WORK INSTRUCTIONS |
Copy each line of the entries that includes the word "ViewRef".
MATERIALS PROVIDED Start Marker
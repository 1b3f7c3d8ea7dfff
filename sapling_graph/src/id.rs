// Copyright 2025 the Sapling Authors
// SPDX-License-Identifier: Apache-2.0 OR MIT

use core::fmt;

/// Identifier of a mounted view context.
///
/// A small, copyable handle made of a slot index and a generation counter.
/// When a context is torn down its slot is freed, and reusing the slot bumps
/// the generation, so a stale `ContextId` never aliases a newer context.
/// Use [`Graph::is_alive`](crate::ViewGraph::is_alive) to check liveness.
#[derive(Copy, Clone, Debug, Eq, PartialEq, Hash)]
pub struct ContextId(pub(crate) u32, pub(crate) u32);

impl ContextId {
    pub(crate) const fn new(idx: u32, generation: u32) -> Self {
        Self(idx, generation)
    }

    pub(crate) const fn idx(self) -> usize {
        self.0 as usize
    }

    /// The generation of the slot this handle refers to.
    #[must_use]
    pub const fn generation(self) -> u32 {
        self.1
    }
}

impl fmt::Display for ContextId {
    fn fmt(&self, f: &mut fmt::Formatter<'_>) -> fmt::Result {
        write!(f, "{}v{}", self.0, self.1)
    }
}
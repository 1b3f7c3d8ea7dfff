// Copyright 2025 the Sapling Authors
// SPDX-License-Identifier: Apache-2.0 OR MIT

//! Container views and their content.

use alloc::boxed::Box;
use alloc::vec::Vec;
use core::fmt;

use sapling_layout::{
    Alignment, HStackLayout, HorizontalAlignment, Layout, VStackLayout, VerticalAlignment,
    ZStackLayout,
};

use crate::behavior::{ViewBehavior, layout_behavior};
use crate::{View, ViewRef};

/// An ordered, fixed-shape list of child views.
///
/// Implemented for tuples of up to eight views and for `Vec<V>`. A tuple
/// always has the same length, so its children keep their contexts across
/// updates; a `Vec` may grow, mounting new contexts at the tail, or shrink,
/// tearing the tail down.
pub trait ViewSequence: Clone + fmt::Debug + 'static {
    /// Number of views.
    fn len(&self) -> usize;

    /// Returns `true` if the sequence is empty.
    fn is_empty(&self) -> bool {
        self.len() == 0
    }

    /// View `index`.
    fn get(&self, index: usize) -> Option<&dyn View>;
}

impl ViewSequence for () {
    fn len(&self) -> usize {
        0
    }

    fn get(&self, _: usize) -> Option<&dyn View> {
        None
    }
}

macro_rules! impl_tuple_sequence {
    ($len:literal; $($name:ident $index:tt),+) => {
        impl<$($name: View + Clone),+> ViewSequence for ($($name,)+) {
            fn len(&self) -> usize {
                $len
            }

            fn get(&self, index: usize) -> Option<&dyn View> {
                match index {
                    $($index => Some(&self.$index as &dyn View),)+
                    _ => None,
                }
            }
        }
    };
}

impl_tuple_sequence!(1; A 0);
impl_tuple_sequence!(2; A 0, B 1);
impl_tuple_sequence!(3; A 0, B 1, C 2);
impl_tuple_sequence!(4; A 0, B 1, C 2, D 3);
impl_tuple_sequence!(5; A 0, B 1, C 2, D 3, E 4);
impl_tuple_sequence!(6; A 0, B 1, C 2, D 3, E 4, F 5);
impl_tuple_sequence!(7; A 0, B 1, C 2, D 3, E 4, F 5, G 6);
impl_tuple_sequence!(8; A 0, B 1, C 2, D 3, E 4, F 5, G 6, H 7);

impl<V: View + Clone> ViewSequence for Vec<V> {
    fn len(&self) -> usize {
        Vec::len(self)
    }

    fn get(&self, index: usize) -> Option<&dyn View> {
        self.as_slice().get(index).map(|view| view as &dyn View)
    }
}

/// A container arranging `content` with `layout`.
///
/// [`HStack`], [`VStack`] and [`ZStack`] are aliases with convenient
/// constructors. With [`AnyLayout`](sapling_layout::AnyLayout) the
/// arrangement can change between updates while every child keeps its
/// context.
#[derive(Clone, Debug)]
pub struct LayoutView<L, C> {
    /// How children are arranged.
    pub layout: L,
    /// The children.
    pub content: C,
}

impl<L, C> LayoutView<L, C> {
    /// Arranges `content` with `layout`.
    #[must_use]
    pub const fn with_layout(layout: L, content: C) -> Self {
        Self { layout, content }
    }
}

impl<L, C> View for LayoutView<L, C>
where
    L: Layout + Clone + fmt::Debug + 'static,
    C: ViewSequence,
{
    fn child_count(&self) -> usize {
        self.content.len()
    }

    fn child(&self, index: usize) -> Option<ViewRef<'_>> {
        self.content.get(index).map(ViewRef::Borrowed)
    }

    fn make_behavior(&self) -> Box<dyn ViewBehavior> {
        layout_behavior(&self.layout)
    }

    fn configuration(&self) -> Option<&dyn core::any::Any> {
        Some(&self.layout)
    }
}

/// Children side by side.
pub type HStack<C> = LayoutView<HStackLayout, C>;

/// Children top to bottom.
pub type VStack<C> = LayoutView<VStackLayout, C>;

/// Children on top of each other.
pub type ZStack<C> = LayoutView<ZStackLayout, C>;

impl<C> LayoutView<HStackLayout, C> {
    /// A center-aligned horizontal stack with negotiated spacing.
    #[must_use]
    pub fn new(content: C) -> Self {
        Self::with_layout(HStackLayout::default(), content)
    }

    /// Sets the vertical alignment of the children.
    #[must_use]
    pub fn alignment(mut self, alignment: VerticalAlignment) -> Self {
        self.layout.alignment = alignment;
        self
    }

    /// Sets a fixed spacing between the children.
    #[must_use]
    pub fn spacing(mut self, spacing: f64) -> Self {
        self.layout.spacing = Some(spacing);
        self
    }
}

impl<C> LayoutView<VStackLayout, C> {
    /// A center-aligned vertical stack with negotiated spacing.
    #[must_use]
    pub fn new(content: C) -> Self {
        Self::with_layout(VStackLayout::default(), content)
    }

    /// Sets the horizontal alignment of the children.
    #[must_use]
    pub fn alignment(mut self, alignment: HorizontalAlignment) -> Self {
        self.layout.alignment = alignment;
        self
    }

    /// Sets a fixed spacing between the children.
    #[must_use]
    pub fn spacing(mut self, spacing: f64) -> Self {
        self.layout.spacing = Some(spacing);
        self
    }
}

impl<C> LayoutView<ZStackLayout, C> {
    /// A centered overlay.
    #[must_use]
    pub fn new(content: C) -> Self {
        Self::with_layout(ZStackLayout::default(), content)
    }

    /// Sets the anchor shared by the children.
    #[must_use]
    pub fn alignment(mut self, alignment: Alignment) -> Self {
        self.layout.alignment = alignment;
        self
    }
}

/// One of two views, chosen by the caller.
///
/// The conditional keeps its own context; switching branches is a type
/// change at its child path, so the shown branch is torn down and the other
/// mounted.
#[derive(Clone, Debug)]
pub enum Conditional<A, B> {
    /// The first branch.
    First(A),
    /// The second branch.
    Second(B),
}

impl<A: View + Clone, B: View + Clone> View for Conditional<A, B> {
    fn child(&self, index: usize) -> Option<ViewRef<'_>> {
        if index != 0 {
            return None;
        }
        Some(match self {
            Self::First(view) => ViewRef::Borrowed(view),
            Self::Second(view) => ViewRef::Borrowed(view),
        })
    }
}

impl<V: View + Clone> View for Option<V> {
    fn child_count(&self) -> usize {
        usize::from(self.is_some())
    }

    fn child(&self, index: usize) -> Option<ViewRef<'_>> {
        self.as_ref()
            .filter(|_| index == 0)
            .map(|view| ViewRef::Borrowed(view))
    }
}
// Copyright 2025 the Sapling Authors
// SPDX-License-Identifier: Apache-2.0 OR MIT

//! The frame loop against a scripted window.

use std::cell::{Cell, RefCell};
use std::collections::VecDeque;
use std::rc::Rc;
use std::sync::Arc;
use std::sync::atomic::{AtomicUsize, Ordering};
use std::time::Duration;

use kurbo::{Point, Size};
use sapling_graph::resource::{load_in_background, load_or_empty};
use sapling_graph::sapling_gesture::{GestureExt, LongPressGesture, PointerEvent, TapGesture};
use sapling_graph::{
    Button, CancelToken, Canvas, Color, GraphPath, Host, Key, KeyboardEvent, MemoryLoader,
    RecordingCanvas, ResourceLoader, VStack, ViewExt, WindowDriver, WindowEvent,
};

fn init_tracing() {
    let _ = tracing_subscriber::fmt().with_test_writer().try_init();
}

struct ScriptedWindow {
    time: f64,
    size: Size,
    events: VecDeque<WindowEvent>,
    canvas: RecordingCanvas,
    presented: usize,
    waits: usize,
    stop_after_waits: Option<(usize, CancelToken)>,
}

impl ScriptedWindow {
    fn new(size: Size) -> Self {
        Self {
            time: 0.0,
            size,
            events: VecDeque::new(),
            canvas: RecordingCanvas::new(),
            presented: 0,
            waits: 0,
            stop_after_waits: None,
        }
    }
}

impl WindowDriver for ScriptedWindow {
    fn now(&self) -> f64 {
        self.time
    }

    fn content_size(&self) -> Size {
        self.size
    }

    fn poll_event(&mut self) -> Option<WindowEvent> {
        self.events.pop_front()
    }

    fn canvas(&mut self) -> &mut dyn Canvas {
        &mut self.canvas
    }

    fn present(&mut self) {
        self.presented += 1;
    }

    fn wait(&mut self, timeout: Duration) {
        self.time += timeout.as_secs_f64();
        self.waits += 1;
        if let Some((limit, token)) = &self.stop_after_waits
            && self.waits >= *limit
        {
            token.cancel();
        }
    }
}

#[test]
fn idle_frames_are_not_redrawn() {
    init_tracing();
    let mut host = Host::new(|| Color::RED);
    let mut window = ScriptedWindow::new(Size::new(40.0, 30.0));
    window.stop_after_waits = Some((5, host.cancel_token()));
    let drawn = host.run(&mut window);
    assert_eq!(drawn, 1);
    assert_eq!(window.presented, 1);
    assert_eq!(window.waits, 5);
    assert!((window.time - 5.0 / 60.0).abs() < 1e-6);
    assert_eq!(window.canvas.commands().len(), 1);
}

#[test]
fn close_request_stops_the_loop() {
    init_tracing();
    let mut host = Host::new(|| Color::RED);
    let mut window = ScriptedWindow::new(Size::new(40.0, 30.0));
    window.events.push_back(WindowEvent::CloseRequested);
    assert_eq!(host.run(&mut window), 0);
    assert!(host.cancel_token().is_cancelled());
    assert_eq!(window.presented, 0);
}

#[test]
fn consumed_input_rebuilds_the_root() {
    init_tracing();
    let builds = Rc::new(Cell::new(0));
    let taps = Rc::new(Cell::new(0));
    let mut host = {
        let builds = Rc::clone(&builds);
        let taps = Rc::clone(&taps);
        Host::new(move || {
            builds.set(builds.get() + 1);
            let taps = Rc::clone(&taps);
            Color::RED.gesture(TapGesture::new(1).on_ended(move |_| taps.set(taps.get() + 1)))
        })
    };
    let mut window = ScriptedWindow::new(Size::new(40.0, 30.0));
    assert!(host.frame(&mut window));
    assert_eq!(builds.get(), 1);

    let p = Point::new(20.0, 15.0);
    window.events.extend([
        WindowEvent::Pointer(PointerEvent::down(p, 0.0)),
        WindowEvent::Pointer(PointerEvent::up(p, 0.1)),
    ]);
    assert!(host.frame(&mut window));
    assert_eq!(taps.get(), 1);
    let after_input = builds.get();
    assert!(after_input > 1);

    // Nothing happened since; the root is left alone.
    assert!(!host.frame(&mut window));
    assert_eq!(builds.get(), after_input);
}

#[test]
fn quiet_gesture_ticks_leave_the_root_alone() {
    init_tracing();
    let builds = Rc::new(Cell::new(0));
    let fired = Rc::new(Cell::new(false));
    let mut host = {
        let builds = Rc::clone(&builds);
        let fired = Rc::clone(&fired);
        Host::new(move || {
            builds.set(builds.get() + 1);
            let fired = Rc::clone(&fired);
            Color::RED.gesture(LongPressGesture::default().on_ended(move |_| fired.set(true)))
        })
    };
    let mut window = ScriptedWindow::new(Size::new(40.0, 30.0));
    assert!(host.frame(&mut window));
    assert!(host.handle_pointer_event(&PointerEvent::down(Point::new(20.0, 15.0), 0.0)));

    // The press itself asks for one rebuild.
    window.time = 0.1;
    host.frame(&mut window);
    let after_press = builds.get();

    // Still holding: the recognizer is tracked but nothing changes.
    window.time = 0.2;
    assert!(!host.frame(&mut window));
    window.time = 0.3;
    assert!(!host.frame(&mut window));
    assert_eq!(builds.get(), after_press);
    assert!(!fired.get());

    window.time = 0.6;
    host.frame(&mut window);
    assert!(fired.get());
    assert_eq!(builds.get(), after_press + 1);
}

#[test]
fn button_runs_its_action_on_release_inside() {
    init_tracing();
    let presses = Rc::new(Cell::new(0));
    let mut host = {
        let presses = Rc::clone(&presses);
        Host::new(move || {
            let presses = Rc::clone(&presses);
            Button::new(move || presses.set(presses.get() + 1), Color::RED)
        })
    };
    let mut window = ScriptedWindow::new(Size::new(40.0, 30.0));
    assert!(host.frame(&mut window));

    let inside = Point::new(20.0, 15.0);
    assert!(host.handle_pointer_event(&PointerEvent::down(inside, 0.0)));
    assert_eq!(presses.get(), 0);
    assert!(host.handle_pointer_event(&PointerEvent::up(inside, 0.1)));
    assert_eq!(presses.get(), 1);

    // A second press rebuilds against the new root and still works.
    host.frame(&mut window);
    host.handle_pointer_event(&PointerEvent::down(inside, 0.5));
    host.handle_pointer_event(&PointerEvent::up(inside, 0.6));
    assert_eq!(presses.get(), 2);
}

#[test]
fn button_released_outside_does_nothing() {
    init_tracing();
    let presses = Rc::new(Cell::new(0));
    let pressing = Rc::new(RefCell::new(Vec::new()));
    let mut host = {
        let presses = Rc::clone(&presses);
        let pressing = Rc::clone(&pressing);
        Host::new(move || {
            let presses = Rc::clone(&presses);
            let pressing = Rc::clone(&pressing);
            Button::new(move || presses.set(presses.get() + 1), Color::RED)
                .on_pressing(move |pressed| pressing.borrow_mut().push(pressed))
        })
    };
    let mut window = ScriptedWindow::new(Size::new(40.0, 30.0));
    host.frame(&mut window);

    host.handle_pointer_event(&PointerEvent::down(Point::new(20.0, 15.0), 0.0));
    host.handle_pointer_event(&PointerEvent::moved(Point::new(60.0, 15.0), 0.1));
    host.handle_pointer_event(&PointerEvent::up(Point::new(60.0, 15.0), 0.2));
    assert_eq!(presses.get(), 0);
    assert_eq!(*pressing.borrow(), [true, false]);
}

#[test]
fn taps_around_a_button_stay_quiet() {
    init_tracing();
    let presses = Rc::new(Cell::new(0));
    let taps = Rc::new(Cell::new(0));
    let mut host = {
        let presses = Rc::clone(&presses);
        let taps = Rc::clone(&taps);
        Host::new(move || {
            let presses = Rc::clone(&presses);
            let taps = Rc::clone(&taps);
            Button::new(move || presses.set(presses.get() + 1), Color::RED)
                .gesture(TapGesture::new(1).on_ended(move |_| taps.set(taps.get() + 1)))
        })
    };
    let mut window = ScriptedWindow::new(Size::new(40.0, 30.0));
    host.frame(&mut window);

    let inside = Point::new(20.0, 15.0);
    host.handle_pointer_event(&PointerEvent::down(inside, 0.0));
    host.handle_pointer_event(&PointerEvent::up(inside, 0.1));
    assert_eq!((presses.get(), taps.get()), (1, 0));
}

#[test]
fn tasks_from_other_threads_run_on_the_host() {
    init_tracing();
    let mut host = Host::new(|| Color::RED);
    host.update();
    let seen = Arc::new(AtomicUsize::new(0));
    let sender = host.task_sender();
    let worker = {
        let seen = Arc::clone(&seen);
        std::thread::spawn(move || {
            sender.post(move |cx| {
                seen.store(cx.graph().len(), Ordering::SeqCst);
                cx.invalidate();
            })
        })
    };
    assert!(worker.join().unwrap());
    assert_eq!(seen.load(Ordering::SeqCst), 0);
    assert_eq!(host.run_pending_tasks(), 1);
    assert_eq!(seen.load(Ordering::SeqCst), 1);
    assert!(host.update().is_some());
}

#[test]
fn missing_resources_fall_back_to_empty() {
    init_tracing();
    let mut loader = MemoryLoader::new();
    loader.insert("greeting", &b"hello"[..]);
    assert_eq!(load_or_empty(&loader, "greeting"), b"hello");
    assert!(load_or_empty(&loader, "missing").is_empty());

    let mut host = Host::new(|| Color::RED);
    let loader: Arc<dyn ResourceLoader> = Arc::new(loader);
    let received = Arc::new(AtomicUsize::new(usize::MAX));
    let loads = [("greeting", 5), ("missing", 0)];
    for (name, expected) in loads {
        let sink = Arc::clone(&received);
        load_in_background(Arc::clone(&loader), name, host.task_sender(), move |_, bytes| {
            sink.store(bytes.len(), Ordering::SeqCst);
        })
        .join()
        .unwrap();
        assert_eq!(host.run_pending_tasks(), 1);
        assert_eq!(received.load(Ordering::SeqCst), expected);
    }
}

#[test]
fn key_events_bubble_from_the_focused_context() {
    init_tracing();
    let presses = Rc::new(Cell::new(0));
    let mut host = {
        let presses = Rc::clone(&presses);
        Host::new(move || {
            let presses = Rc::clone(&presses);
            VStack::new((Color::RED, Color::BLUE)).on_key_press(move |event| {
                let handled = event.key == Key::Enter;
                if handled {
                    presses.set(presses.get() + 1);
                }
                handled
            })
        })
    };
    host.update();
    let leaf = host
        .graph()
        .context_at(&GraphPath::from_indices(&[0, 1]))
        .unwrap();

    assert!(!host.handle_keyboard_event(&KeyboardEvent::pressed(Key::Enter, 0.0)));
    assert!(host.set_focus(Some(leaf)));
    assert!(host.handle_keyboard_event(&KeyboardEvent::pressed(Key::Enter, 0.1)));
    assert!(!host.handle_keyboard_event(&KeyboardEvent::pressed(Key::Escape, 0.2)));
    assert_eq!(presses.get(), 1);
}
MATERIALS PROVIDED End Marker
RESPONSE TO THIS TASK |
use crate::{View, ViewRef};
    fn child(&self, index: usize) -> Option<ViewRef<'_>> {
        self.content.get(index).map(ViewRef::Borrowed)
    fn child(&self, index: usize) -> Option<ViewRef<'_>> {
            Self::First(view) => ViewRef::Borrowed(view),
            Self::Second(view) => ViewRef::Borrowed(view),
    fn child(&self, index: usize) -> Option<ViewRef<'_>> {
            .map(|view| ViewRef::Borrowed(view))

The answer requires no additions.